In the race to secure the Democratic nomination for the presidency, tomorrow is what some call Super Tuesday 2. It’s not as big as the real Super Tuesday – which was 5 February when some 22 states voted in Democratic primaries or caucuses – but four states, two of them huge, do go to the polls tomorrow and, given the closeness of the Obama/Clinton contest, the results could be decisive. Indeed I suspect that we could see real tears from Hillary.
The two big states are Texas with 228 delegates and Ohio with 161, while the two smaller ones are Rhode Island with 32 delegates and Vermont with 23.
Now the system for choosing presidential candidates is complicated and I’ve attempted an overview here. Texas is even more complicated than the typical state.
While most states allocate delegates to the Democratic convention in August proportionally based on the popular vote, and some hold caucuses where supporters must openly declare their support for a candidate, Texas does both. The Lone Star state selects its 228 Democratic delegates using a two-thirds, one-third combination of voting and caucus.

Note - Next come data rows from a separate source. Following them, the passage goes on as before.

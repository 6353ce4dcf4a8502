//! Per-request signing accounts
//!
//! Accounts are derived on demand from the server seed and a user password,
//! used for exactly one signature, then dropped. Nothing here is persisted.

mod account;
mod deriver;

pub use account::Account;
pub use deriver::{derive, WalletDeriver};
//! Transient signing account
//!
//! SECURITY: an `Account` is the only holder of a private key.
//! - Keys are held in alloy's PrivateKeySigner, which zeroizes on drop
//! - Keys are never serialized (no Serialize impl) and never cloned
//! - Keys are never logged (Debug is redacted)
//! - Signing consumes the account, so the key is gone once the
//!   transaction bytes exist

use crate::error::TxStage;
use crate::{Error, Result};
use alloy::eips::eip2718::Encodable2718;
use alloy::network::{EthereumWallet, TransactionBuilder};
use alloy::primitives::{Address, Bytes};
use alloy::rpc::types::TransactionRequest;
use alloy::signers::local::PrivateKeySigner;

/// Key pair derived for a single signing operation
pub struct Account {
    signer: PrivateKeySigner,
    /// Public address (safe to expose)
    address: Address,
}

impl Account {
    pub(crate) fn from_signer(signer: PrivateKeySigner) -> Self {
        let address = signer.address();
        Self { signer, address }
    }

    /// Get the public address (safe to share)
    pub fn address(&self) -> Address {
        self.address
    }

    /// Get the address as a checksummed string
    pub fn address_string(&self) -> String {
        self.address.to_checksum(None)
    }

    /// Sign a transaction request locally and return the raw EIP-2718 bytes
    ///
    /// The request's `from` is forced to this account. The account is
    /// consumed: the key is dropped when this returns, on success or error.
    pub async fn sign_transaction(self, request: TransactionRequest) -> Result<Bytes> {
        let request = request.with_from(self.address);
        let wallet = EthereumWallet::from(self.signer);

        let envelope = request
            .build(&wallet)
            .await
            .map_err(|e| Error::transaction(TxStage::Signing, e.to_string()))?;

        Ok(Bytes::from(envelope.encoded_2718()))
    }

    #[cfg(test)]
    pub(crate) fn secret_bytes(&self) -> alloy::primitives::B256 {
        self.signer.to_bytes()
    }
}

// Implement Debug manually to avoid exposing the signer
impl std::fmt::Debug for Account {
    fn fmt(&self, f: &mut std::fmt::Formatter<'_>) -> std::fmt::Result {
        f.debug_struct("Account")
            .field("address", &self.address)
            .field("signer", &"[REDACTED]")
            .finish()
    }
}
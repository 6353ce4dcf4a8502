//! Exact conversion between base units (wei) and decimal display strings
//!
//! All arithmetic is done on `U256`; floating point never touches an amount.

use crate::{Error, Result};
use alloy::primitives::U256;
use serde_json::Number;

/// Decimal places of the display unit (ether and 18-decimal tokens)
pub const DISPLAY_DECIMALS: u32 = 18;

/// Render a base-unit amount as an 18-decimal display string
pub fn to_display(base: U256) -> String {
    format_units(base, DISPLAY_DECIMALS)
}

/// Parse an 18-decimal display string into base units
pub fn to_base(display: &str) -> Result<U256> {
    parse_units(display, DISPLAY_DECIMALS)
}

/// Parse a JSON number into base units
///
/// The number goes through its shortest decimal text form, so `1000` and
/// `1.5` are exact. serde_json prints small and very large floats with an
/// exponent (`0.000001` becomes `1e-6`); the decimal point is shifted back
/// before parsing.
pub fn number_to_base(value: &Number) -> Result<U256> {
    let text = value.to_string();
    match text.split_once(['e', 'E']) {
        Some((mantissa, exponent)) => {
            to_base(&shift_decimal_point(mantissa, exponent, &text)?)
        }
        None => to_base(&text),
    }
}

/// Exponents beyond this cannot produce an amount that fits 18 decimals and a U256
const MAX_EXPONENT: i32 = 100;

/// Rewrite `<mantissa>e<exponent>` as a plain decimal string
fn shift_decimal_point(mantissa: &str, exponent: &str, input: &str) -> Result<String> {
    let malformed = || Error::Conversion(format!("malformed amount: {}", input));

    let exponent: i32 = exponent.parse().map_err(|_| malformed())?;
    if exponent.abs() > MAX_EXPONENT {
        return Err(Error::Conversion(format!("amount out of range: {}", input)));
    }

    let (sign, mantissa) = match mantissa.strip_prefix('-') {
        Some(rest) => ("-", rest),
        None => ("", mantissa),
    };
    let (whole, fraction) = mantissa.split_once('.').unwrap_or((mantissa, ""));
    let digits = format!("{}{}", whole, fraction);
    if digits.is_empty() || !digits.bytes().all(|b| b.is_ascii_digit()) {
        return Err(malformed());
    }

    let point = whole.len() as i32 + exponent;
    let shifted = if point <= 0 {
        format!("0.{}{}", "0".repeat(point.unsigned_abs() as usize), digits)
    } else if point as usize >= digits.len() {
        format!("{}{}", digits, "0".repeat(point as usize - digits.len()))
    } else {
        let (head, tail) = digits.split_at(point as usize);
        format!("{}.{}", head, tail)
    };
    Ok(format!("{}{}", sign, shifted))
}

/// Format a U256 value with decimals, trimming trailing fractional zeros
pub fn format_units(value: U256, decimals: u32) -> String {
    if value.is_zero() {
        return "0".to_string();
    }

    let divisor = U256::from(10).pow(U256::from(decimals));
    let whole = value / divisor;
    let remainder = value % divisor;

    if remainder.is_zero() {
        return whole.to_string();
    }

    let remainder_str = format!("{:0>width$}", remainder, width = decimals as usize);
    let trimmed = remainder_str.trim_end_matches('0');
    format!("{}.{}", whole, trimmed)
}

/// Parse a non-negative decimal string with at most `decimals` fractional digits
pub fn parse_units(input: &str, decimals: u32) -> Result<U256> {
    if input.is_empty() {
        return Err(Error::Conversion("empty amount".to_string()));
    }
    if input.starts_with('-') {
        return Err(Error::Conversion(format!(
            "negative amount not allowed: {}",
            input
        )));
    }

    let (whole, fraction) = match input.split_once('.') {
        Some((w, f)) => (w, f),
        None => (input, ""),
    };

    let is_digits = |s: &str| s.bytes().all(|b| b.is_ascii_digit());
    if !is_digits(whole) || !is_digits(fraction) || (whole.is_empty() && fraction.is_empty()) {
        return Err(Error::Conversion(format!("malformed amount: {}", input)));
    }
    if fraction.len() > decimals as usize {
        return Err(Error::Conversion(format!(
            "amount {} has more than {} decimal places",
            input, decimals
        )));
    }

    let scale = U256::from(10).pow(U256::from(decimals));
    let whole_value = parse_digits(whole, input)?;
    let padded = format!("{:0<width$}", fraction, width = decimals as usize);
    let fraction_value = parse_digits(&padded, input)?;

    whole_value
        .checked_mul(scale)
        .and_then(|v| v.checked_add(fraction_value))
        .ok_or_else(|| Error::Conversion(format!("amount out of range: {}", input)))
}

fn parse_digits(digits: &str, input: &str) -> Result<U256> {
    if digits.is_empty() {
        return Ok(U256::ZERO);
    }
    U256::from_str_radix(digits, 10)
        .map_err(|e| Error::Conversion(format!("amount {} out of range: {}", input, e)))
}
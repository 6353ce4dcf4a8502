//! HTTP surface
//!
//! Route names and response envelopes follow the existing client contract
//! (`/GetAllowance`, `/GetBalance`, `/SetApprove`), so they are not renamed.

pub mod handlers;
pub mod router;

pub use router::create_router;

use crate::approval::ApprovalPipeline;
use crate::ledger::Ledger;
use crate::query::QueryService;
use crate::validation;

/// Shared, read-only state handed to every handler
pub struct AppState<L> {
    pub queries: QueryService<L>,
    pub approvals: ApprovalPipeline<L>,
    pub strict_addresses: bool,
}

impl<L> Clone for AppState<L> {
    fn clone(&self) -> Self {
        Self {
            queries: self.queries.clone(),
            approvals: self.approvals.clone(),
            strict_addresses: self.strict_addresses,
        }
    }
}

impl<L: Ledger> AppState<L> {
    pub fn new(queries: QueryService<L>, approvals: ApprovalPipeline<L>, strict: bool) -> Self {
        Self {
            queries,
            approvals: approvals.with_strict_addresses(strict),
            strict_addresses: strict,
        }
    }

    pub(crate) fn accepts_address(&self, address: &str) -> bool {
        if self.strict_addresses {
            validation::is_valid_hex_address(address)
        } else {
            validation::is_valid_address(address)
        }
    }
}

Those who have voted – and voting started weeks ago – using a ballot can return when the polls close tomorrow to caucus, traditionally one of the Obama campaign’s strengths. For this reason, the Clinton campaign has been handing out flyers at its Texas rallies telling supporters: “Don’t forget to vote twice.”
Additionally, delegates are apportioned according to turnout in the two previous elections, votes in which African-American and urban turnout was significantly higher than that in Latino areas. So, a congressional district in a Latino border area which had a low turnout in 2004 and 2006 might offer just three delegates, while an urban, heavily African-American district such as Houston could offer as many as eight delegates.